Task goal - Your answer should be every line of the records that contains the word "factor", copied as it stands.

─── Recorded data ───

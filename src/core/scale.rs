use serde::{Deserialize, Serialize};
use tracing::warn;

use crate::error::{ChartError, ChartResult};

/// Default tick count used by [`LinearScale::nice`].
pub const DEFAULT_TICK_COUNT: usize = 10;

/// Shared contract of continuous domain-to-pixel scales.
///
/// Zoom rescaling is expressed against this trait so line, heatmap and bar
/// charts share one implementation.
pub trait ContinuousScale: Sized + Copy {
    fn map(&self, value: f64) -> f64;

    fn invert(&self, pixel: f64) -> f64;

    fn domain(&self) -> (f64, f64);

    fn range(&self) -> (f64, f64);

    /// Returns a copy with the same range and a new domain.
    fn with_domain(&self, start: f64, end: f64) -> ChartResult<Self>;

    #[must_use]
    fn range_extent(&self) -> f64 {
        let (start, end) = self.range();
        (end - start).abs()
    }
}

/// Affine numeric scale.
///
/// `map` extrapolates past the domain unless clamping is enabled. The range
/// may be reversed, e.g. `(height, 0.0)` for an upward y axis.
#[derive(Debug, Clone, Copy, PartialEq, Serialize, Deserialize)]
pub struct LinearScale {
    domain_start: f64,
    domain_end: f64,
    range_start: f64,
    range_end: f64,
    clamp: bool,
}

impl LinearScale {
    pub fn new(domain: (f64, f64), range: (f64, f64)) -> ChartResult<Self> {
        validate_domain(domain.0, domain.1)?;
        validate_range(range.0, range.1)?;
        Ok(Self {
            domain_start: domain.0,
            domain_end: domain.1,
            range_start: range.0,
            range_end: range.1,
            clamp: false,
        })
    }

    /// Fits the domain to the extent of `values`, skipping non-finite ones.
    ///
    /// No values fall back to `[0, 1]`; a single distinct value is padded to
    /// a unit-wide span around it.
    pub fn from_extent<I>(values: I, range: (f64, f64)) -> ChartResult<Self>
    where
        I: IntoIterator<Item = f64>,
    {
        let (start, end) = extent_or_fallback(values, 1.0);
        Self::new((start, end), range)
    }

    /// Fits `[0, max(values)]`, the shape used for value axes.
    pub fn zero_based<I>(values: I, range: (f64, f64)) -> ChartResult<Self>
    where
        I: IntoIterator<Item = f64>,
    {
        let max = values
            .into_iter()
            .filter(|value| value.is_finite())
            .fold(f64::NEG_INFINITY, f64::max);
        if !max.is_finite() || max <= 0.0 {
            warn!(max, "value axis has no positive extent, using [0, 1]");
            return Self::new((0.0, 1.0), range);
        }
        Self::new((0.0, max), range)
    }

    #[must_use]
    pub fn with_clamp(mut self, clamp: bool) -> Self {
        self.clamp = clamp;
        self
    }

    #[must_use]
    pub fn is_clamped(self) -> bool {
        self.clamp
    }

    /// Extends the domain outward to round tick boundaries.
    #[must_use]
    pub fn nice(self, count: usize) -> Self {
        let mut start = self.domain_start;
        let mut end = self.domain_end;
        let mut previous_step = None;

        for _ in 0..10 {
            let step = tick_step(start, end, count);
            if !step.is_finite() || step <= 0.0 || previous_step == Some(step) {
                break;
            }
            start = (start / step).floor() * step;
            end = (end / step).ceil() * step;
            previous_step = Some(step);
        }

        Self {
            domain_start: start,
            domain_end: end,
            ..self
        }
    }

    /// Round tick values inside the domain, ascending.
    #[must_use]
    pub fn ticks(self, count: usize) -> Vec<f64> {
        let (lo, hi) = (self.domain_start, self.domain_end);
        let step = tick_step(lo, hi, count);
        if !step.is_finite() || step <= 0.0 {
            return if lo == hi { vec![lo] } else { Vec::new() };
        }

        // Steps below one are applied as a division by the inverse so values
        // like 0.3 come out exact.
        let inverse = if step < 1.0 { (1.0 / step).round() } else { 0.0 };
        let to_value = |index: f64| {
            if inverse > 0.0 {
                index / inverse
            } else {
                index * step
            }
        };
        let (first, last) = if inverse > 0.0 {
            ((lo * inverse).ceil(), (hi * inverse).floor())
        } else {
            ((lo / step).ceil(), (hi / step).floor())
        };
        if last < first {
            return Vec::new();
        }

        let count = (last - first) as usize + 1;
        (0..count).map(|i| to_value(first + i as f64)).collect()
    }
}

impl ContinuousScale for LinearScale {
    fn map(&self, value: f64) -> f64 {
        let span = self.domain_end - self.domain_start;
        if span == 0.0 {
            return (self.range_start + self.range_end) / 2.0;
        }
        let mut normalized = (value - self.domain_start) / span;
        if self.clamp {
            normalized = normalized.clamp(0.0, 1.0);
        }
        self.range_start + normalized * (self.range_end - self.range_start)
    }

    fn invert(&self, pixel: f64) -> f64 {
        let normalized = (pixel - self.range_start) / (self.range_end - self.range_start);
        let value = self.domain_start + normalized * (self.domain_end - self.domain_start);
        if self.clamp {
            value.clamp(self.domain_start, self.domain_end)
        } else {
            value
        }
    }

    fn domain(&self) -> (f64, f64) {
        (self.domain_start, self.domain_end)
    }

    fn range(&self) -> (f64, f64) {
        (self.range_start, self.range_end)
    }

    fn with_domain(&self, start: f64, end: f64) -> ChartResult<Self> {
        validate_domain(start, end)?;
        Ok(Self {
            domain_start: start,
            domain_end: end,
            ..*self
        })
    }
}

pub(crate) fn validate_domain(start: f64, end: f64) -> ChartResult<()> {
    if !start.is_finite() || !end.is_finite() {
        return Err(ChartError::InvalidConfig(
            "scale domain must be finite".to_owned(),
        ));
    }
    if start > end {
        return Err(ChartError::InvalidConfig(format!(
            "scale domain start {start} must not exceed end {end}"
        )));
    }
    Ok(())
}

pub(crate) fn validate_range(start: f64, end: f64) -> ChartResult<()> {
    if !start.is_finite() || !end.is_finite() {
        return Err(ChartError::InvalidConfig(
            "scale range must be finite".to_owned(),
        ));
    }
    if start == end {
        return Err(ChartError::InvalidConfig(
            "scale range must have non-zero length".to_owned(),
        ));
    }
    Ok(())
}

/// Min/max of the finite values, widened to `min_span` when degenerate.
pub(crate) fn extent_or_fallback<I>(values: I, min_span: f64) -> (f64, f64)
where
    I: IntoIterator<Item = f64>,
{
    let mut min = f64::INFINITY;
    let mut max = f64::NEG_INFINITY;
    for value in values.into_iter().filter(|value| value.is_finite()) {
        min = min.min(value);
        max = max.max(value);
    }

    if min > max {
        warn!("scale extent has no finite values, using [0, 1]");
        return (0.0, 1.0);
    }
    if min == max {
        warn!(value = min, "scale extent is a single value, padding domain");
        let half = min_span / 2.0;
        return (min - half, max + half);
    }
    (min, max)
}

/// Tick spacing of 1, 2 or 5 times a power of ten giving about `count`
/// ticks over `[start, end]`.
pub(crate) fn tick_step(start: f64, end: f64, count: usize) -> f64 {
    let span = end - start;
    if !span.is_finite() || span <= 0.0 {
        return 0.0;
    }
    let raw = span / count.max(1) as f64;
    let power = 10f64.powf(raw.log10().floor());
    let error = raw / power;
    let factor = if error >= 50f64.sqrt() {
        10.0
    } else if error >= 10f64.sqrt() {
        5.0
    } else if error >= 2f64.sqrt() {
        2.0
    } else {
        1.0
    };
    factor * power
}

#[cfg(test)]
mod tests {
    use super::*;

    #[test]
    fn tick_step_picks_round_increments() {
        assert_eq!(tick_step(0.0, 10.0, 10), 1.0);
        assert_eq!(tick_step(0.0, 100.0, 10), 10.0);
        assert_eq!(tick_step(0.0, 35.0, 10), 5.0);
        assert!((tick_step(0.0, 1.0, 5) - 0.2).abs() <= 1e-12);
    }

    #[test]
    fn degenerate_extent_is_padded() {
        assert_eq!(extent_or_fallback([4.0, 4.0], 1.0), (3.5, 4.5));
        assert_eq!(extent_or_fallback([], 1.0), (0.0, 1.0));
        assert_eq!(extent_or_fallback([f64::NAN], 1.0), (0.0, 1.0));
    }
}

───

Your response -
    let factor = if error >= 50f64.sqrt() {
    factor * power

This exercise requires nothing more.